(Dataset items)
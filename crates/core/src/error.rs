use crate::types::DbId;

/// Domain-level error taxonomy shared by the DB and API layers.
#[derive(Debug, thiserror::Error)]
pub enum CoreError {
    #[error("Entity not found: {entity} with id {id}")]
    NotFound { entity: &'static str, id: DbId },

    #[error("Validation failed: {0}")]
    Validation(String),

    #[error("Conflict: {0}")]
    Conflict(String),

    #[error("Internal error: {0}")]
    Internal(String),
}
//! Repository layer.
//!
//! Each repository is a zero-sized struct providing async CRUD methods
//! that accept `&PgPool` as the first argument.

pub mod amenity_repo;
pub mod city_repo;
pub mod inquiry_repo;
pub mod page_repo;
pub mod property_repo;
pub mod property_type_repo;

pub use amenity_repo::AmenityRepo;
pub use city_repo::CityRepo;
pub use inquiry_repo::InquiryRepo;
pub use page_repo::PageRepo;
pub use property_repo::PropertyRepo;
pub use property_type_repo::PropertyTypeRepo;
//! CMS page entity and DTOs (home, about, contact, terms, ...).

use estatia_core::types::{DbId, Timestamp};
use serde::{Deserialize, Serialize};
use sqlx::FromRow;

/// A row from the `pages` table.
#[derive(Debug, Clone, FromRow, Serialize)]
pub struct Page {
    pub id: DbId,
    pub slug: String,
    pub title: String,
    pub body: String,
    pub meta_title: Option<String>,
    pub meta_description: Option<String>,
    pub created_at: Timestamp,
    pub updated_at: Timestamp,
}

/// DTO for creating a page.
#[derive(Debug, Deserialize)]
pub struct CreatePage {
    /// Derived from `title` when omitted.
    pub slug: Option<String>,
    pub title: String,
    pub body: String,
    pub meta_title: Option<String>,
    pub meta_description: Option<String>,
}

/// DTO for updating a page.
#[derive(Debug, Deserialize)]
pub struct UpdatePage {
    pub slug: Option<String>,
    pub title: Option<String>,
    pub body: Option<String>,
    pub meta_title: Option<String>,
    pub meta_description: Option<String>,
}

Action item:
Only the lines from the first line of the records through the one containing "pub mod city_repo;" should be reproduced, exactly, with both of them included.

Output for this exercise:
filename crates/core/src/error.rs
use crate::types::DbId;

/// Domain-level error taxonomy shared by the DB and API layers.
#[derive(Debug, thiserror::Error)]
pub enum CoreError {
    #[error("Entity not found: {entity} with id {id}")]
    NotFound { entity: &'static str, id: DbId },

    #[error("Validation failed: {0}")]
    Validation(String),

    #[error("Conflict: {0}")]
    Conflict(String),

    #[error("Internal error: {0}")]
    Internal(String),
}
//! Repository layer.
//!
//! Each repository is a zero-sized struct providing async CRUD methods
//! that accept `&PgPool` as the first argument.

pub mod amenity_repo;
pub mod city_repo;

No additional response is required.